◆ **Problem details**:
Give again the entries below exactly, beginning at the first line and ending at the line with "for TCP, or".

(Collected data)
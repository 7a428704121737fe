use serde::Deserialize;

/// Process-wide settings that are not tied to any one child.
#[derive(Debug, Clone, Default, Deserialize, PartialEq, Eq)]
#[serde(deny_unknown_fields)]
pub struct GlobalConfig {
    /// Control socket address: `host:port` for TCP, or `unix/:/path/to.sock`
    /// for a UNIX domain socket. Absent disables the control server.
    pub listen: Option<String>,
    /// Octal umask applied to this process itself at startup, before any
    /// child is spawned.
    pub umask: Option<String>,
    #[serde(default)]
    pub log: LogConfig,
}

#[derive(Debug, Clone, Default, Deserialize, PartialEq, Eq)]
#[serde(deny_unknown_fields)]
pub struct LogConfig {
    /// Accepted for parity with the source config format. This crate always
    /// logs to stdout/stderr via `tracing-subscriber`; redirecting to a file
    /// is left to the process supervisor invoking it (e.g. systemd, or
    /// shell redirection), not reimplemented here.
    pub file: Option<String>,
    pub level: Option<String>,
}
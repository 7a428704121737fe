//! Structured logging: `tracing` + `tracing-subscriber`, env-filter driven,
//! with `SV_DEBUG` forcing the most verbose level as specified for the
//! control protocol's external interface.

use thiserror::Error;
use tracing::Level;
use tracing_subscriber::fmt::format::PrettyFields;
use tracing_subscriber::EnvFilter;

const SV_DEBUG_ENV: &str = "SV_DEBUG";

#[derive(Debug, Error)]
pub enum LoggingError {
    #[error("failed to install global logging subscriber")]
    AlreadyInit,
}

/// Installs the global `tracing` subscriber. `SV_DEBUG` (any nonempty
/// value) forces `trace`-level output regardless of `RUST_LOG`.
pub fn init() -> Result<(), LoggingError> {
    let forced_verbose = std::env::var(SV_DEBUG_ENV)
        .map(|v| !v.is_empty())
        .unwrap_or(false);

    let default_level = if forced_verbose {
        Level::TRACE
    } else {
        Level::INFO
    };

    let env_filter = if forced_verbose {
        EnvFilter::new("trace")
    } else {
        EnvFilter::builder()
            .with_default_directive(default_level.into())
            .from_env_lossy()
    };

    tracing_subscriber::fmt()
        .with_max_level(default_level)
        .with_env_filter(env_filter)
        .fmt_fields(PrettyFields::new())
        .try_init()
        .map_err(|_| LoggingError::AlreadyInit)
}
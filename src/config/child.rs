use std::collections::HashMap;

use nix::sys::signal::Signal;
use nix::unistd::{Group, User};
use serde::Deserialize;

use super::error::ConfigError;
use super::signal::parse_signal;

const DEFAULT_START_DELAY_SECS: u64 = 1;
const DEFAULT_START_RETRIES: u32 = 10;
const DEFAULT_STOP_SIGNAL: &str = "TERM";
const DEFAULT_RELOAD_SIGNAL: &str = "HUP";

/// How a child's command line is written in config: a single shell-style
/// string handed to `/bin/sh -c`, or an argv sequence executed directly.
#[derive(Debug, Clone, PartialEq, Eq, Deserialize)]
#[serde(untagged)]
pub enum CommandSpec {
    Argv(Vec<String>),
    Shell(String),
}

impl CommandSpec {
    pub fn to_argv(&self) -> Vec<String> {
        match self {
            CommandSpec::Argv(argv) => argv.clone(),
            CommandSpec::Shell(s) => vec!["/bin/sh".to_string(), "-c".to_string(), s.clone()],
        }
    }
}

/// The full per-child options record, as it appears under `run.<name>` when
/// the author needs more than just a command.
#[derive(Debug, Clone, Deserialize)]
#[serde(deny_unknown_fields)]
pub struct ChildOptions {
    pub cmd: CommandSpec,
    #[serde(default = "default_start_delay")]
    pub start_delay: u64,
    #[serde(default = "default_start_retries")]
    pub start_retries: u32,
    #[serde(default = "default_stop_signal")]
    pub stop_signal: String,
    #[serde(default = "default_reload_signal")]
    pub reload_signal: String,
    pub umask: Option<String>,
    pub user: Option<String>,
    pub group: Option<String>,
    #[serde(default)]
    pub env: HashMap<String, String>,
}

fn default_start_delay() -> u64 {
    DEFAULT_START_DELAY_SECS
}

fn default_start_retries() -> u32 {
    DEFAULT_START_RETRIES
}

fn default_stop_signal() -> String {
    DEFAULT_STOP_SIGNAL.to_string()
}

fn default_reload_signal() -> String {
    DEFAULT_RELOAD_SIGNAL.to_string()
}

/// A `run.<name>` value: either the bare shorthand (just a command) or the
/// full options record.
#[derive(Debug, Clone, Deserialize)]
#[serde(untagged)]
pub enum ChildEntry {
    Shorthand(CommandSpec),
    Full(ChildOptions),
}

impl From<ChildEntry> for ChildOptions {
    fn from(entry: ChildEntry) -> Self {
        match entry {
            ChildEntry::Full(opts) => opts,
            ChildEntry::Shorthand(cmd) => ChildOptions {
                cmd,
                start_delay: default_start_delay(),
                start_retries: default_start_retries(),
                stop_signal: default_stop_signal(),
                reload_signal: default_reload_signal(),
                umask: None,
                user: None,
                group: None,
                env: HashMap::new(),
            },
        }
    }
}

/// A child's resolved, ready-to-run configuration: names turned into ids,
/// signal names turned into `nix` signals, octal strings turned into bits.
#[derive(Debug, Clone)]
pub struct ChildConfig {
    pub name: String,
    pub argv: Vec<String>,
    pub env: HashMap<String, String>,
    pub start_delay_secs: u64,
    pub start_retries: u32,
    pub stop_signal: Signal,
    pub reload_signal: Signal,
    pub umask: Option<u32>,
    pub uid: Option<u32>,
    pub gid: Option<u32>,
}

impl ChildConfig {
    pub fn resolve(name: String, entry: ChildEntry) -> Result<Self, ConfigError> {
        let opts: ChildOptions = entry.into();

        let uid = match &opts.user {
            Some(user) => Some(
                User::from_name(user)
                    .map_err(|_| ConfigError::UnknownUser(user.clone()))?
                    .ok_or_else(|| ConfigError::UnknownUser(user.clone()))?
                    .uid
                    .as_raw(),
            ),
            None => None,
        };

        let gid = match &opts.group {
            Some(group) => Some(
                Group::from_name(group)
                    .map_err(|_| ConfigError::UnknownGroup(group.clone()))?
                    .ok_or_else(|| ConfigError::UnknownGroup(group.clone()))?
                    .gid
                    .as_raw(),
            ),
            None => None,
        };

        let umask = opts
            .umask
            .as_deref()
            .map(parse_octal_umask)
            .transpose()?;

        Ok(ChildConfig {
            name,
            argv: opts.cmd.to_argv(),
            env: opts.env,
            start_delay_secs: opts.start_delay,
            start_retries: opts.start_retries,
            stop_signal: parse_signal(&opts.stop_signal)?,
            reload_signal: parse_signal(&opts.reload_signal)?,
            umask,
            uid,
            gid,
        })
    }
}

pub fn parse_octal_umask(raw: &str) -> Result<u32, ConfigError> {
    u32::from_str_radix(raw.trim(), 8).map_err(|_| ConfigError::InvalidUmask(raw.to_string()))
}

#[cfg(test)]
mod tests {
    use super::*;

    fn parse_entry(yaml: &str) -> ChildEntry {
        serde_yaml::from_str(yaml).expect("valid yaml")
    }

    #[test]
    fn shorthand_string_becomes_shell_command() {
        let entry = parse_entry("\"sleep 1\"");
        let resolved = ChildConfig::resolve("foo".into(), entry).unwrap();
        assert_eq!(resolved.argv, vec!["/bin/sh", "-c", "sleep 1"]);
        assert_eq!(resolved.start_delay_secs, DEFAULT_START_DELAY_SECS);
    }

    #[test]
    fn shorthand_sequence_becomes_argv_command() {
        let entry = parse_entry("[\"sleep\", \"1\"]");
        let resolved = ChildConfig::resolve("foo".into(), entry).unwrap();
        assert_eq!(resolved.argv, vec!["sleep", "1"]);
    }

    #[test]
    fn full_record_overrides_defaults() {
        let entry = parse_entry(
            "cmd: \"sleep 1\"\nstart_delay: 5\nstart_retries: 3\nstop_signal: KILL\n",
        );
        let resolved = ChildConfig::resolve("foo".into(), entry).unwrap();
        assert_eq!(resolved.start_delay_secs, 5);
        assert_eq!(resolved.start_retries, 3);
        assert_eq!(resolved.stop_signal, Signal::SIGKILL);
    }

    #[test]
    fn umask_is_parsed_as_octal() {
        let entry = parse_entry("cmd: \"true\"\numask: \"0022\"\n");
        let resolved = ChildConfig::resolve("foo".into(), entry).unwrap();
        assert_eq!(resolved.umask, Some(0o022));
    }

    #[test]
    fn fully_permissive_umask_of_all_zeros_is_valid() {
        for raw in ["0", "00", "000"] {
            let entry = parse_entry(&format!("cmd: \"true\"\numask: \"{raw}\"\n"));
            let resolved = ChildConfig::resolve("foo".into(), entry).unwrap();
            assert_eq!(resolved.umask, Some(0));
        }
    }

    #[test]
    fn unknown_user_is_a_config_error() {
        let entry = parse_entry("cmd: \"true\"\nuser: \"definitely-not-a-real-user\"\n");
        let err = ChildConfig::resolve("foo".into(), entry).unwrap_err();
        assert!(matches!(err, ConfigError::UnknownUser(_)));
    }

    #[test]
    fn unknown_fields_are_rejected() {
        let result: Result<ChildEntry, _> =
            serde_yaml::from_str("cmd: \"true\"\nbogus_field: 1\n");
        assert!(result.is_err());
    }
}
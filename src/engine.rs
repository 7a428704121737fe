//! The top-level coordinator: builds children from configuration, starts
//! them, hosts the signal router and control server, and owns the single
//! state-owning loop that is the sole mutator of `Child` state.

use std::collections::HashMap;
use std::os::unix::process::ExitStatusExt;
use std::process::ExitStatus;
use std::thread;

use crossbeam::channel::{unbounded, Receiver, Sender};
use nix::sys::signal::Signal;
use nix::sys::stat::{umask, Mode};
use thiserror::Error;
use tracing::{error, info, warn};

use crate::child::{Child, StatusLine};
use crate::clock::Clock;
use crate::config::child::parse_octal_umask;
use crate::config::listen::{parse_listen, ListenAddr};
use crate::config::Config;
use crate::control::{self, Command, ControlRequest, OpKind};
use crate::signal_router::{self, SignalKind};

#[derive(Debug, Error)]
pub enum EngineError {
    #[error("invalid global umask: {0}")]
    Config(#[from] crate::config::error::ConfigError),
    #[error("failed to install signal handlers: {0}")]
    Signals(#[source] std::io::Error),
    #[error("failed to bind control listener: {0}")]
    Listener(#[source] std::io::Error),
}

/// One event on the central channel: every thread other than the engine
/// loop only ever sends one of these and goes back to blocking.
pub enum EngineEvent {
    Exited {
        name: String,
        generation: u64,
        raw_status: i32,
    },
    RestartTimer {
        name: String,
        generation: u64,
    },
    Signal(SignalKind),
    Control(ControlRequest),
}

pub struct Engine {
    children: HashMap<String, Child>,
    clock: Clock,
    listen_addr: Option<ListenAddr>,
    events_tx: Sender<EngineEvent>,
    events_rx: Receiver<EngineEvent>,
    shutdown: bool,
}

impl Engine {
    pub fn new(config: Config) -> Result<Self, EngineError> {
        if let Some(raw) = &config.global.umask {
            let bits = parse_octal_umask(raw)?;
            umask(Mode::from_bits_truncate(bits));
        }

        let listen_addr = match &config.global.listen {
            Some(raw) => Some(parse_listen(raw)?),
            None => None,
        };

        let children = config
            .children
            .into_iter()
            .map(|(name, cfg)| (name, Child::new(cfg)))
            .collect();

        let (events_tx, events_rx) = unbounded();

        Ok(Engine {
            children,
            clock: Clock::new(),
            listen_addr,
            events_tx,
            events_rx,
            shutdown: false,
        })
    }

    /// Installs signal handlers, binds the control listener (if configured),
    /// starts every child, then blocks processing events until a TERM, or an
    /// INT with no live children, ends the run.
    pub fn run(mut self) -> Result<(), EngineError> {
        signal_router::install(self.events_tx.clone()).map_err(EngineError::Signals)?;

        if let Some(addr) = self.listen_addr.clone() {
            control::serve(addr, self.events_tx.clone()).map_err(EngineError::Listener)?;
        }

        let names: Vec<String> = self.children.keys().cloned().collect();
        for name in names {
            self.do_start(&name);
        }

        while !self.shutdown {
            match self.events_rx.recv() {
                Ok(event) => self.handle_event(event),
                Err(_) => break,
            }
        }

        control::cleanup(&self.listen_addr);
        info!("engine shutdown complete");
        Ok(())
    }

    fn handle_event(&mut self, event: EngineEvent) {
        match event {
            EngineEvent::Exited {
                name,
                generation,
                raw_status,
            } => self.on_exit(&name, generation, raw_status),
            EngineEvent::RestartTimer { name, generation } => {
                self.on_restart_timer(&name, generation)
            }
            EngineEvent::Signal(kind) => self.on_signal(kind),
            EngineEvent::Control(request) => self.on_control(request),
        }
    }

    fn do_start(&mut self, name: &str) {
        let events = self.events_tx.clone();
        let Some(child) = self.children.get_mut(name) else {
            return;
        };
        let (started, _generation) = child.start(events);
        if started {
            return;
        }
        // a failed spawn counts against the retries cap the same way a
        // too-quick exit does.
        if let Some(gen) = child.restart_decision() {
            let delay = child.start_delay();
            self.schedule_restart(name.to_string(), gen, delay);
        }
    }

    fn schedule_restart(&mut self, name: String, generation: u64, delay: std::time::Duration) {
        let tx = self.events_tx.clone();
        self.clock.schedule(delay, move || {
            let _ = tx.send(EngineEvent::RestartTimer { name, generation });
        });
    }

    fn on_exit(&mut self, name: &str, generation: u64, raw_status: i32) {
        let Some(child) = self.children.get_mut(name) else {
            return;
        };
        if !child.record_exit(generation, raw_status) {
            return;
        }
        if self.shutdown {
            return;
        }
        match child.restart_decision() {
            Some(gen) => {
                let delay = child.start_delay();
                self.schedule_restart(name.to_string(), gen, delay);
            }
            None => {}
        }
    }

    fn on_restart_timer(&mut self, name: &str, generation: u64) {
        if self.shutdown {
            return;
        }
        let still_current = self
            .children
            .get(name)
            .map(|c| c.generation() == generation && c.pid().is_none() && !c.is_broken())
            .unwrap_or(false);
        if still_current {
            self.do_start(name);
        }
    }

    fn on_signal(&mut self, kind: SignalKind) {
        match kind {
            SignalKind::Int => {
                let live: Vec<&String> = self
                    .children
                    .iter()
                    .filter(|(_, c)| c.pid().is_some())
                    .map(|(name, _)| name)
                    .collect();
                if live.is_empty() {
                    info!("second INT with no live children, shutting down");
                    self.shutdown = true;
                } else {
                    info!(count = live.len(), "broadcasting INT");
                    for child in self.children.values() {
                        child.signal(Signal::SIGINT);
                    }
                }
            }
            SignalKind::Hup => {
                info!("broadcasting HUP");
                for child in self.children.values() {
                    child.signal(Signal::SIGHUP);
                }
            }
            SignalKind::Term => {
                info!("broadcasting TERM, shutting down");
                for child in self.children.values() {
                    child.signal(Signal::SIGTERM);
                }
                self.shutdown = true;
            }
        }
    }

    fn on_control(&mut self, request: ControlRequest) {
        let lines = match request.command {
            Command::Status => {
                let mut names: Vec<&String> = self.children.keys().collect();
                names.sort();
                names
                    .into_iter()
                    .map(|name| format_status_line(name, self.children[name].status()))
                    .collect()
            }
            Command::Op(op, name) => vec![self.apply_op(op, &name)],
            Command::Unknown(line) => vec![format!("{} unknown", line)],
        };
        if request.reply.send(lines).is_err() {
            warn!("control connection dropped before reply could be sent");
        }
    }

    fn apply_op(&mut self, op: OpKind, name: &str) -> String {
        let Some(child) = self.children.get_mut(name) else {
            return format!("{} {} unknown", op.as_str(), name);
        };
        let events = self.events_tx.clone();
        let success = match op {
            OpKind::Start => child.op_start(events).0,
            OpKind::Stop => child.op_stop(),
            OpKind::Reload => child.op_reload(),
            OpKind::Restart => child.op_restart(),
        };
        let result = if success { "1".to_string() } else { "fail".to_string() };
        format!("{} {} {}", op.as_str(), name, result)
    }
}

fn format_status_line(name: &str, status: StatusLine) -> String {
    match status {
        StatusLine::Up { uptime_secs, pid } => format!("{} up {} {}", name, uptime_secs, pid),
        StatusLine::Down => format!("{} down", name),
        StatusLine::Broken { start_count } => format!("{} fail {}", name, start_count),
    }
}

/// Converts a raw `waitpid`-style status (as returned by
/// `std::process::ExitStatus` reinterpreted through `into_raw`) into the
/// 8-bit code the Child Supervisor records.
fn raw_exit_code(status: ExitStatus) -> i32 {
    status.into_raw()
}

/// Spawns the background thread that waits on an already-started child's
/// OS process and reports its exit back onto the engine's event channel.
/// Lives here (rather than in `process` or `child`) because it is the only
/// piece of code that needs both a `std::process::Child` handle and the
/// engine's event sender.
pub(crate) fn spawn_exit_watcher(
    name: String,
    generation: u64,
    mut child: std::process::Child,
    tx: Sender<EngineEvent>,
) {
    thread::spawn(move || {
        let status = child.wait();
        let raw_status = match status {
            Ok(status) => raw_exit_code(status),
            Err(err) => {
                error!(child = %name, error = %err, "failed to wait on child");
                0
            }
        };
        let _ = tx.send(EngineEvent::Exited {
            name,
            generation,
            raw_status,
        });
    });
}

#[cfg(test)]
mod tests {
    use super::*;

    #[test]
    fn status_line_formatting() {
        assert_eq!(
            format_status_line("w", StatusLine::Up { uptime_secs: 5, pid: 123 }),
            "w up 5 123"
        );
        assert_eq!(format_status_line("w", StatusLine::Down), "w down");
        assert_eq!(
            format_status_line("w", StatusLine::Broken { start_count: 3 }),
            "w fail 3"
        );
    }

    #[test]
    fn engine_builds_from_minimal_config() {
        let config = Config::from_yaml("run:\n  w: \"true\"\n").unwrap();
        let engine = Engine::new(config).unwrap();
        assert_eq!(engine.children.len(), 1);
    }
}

◆ **Output for this task**:
repository 7a428704121737fe
use serde::Deserialize;

/// Process-wide settings that are not tied to any one child.
#[derive(Debug, Clone, Default, Deserialize, PartialEq, Eq)]
#[serde(deny_unknown_fields)]
pub struct GlobalConfig {
    /// Control socket address: `host:port` for TCP, or `unix/:/path/to.sock`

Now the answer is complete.